People are different – their brains work differently. Some are mechanical engineers like my oldest son. Others find they have a great compassion for nursing, or carpentry or financial management. There are also a multitude of character, attitude and motivational factors that make a difference in a person’s effectiveness in a work position.

You can see the personality and life role tendencies in the mannerisms of small children or in the various skills of players on a football team. Human beings are gifted with innate abilities to do some things better. In your industry, we want people to take on the jobs they find the easiest in which to excel.

For that reason, SalesManage Solutions completed validation studies to isolate the primary traits most important in top salespeople (who hunt for client companies) and for recruiters (who look for candidates to place). We now help companies know if a person is best suited to sell or recruit for them.

The genetic makeup of a person may account for 20-40% of a person’s job capacity. Here are five primary traits (deadline motivation, independent spirit, analytical, optimism, assertiveness) and how they affect the performance of top performers and new candidates for salespeople and recruiters.

Both salespeople and recruiters have a high deadline motivation – a sense of urgency, drive or intensity to get things done. The best are not process-oriented. They do not prefer a step-by-step orderly approach. They want to get to the end result in a short period of time. This is because the fiscal needs of companies depends on the continual push to find people or prospect companies or people for new clients each month. The culture requires high-activity and fast-moving individuals.

High-performing salespeople have a stronger independence in their spirit than that of a recruiter. They use this to control prospects in the sales process. They make better decisions by themselves and have an entrepreneurial tendency when pursuing quota. Recruiters have a greater participatory spirit and can better take in and consider the input of others. As a result, they are more collaborative with job candidates than salespeople are with the companies or prospects they pursue.

Recruiters tend to be a little more analytical than fast moving salespeople. However neither recruiters or salespeople are extreme in their need for details at a level that slows them down. While both recruiters and salespeople tend to be optimistic, this trait is magnified in strength within a sales rep. As salespeople, they must believe they can get around obstacles in their way to securing new client companies and sales goal achievement.

Salespeople are also more assertive than recruiters. The demand is greater on salespeople to ask sensitive questions, assert with self-confidence and to present benefits that differentiate their company’s services. Recruiters have a balance approach between asking questions and telling others what to do. Both keep assertion from being pushy by mitigating the effect with a compassion or service approach toward the needs of others.
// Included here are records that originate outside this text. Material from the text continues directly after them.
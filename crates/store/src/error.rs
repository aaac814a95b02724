use snafu::Snafu;

#[derive(Debug, Snafu)]
#[snafu(visibility(pub(crate)))]
pub enum StoreError {
    /// The backing store could not be reached or the operation did not complete.
    #[snafu(display("store unavailable on `{stage}`: {details}"))]
    Unavailable { stage: &'static str, details: String },
    /// The backing store refused the operation.
    #[snafu(display("store denied `{stage}`: {details}"))]
    Denied { stage: &'static str, details: String },
    #[snafu(display("store id '{raw}' is not a valid {id_kind}"))]
    InvalidId {
        stage: &'static str,
        id_kind: &'static str,
        raw: String,
        source: uuid::Error,
    },
}

impl StoreError {
    /// Maps an IO failure onto the contract taxonomy. Permission problems are
    /// `Denied`; everything else means the backing could not be reached.
    pub(crate) fn from_io(stage: &'static str, source: &std::io::Error) -> Self {
        if source.kind() == std::io::ErrorKind::PermissionDenied {
            Self::Denied {
                stage,
                details: source.to_string(),
            }
        } else {
            Self::Unavailable {
                stage,
                details: source.to_string(),
            }
        }
    }
}

pub type StoreResult<T> = Result<T, StoreError>;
Look for people who are compassionate in their desire to help others with solving problems and filling needs. Make sure they will not be stressed by a high-activity environment and that they will enjoy its fast pace. Be sure to place people in the roles most suited for their giftedness Screen and interview and use a validated assessment that checks for a high amount job compatibility within a candidate’s personality. Finally, even if people have the right genetic leanings, make sure they have the appropriate levels of character and motivation required for success in your industry.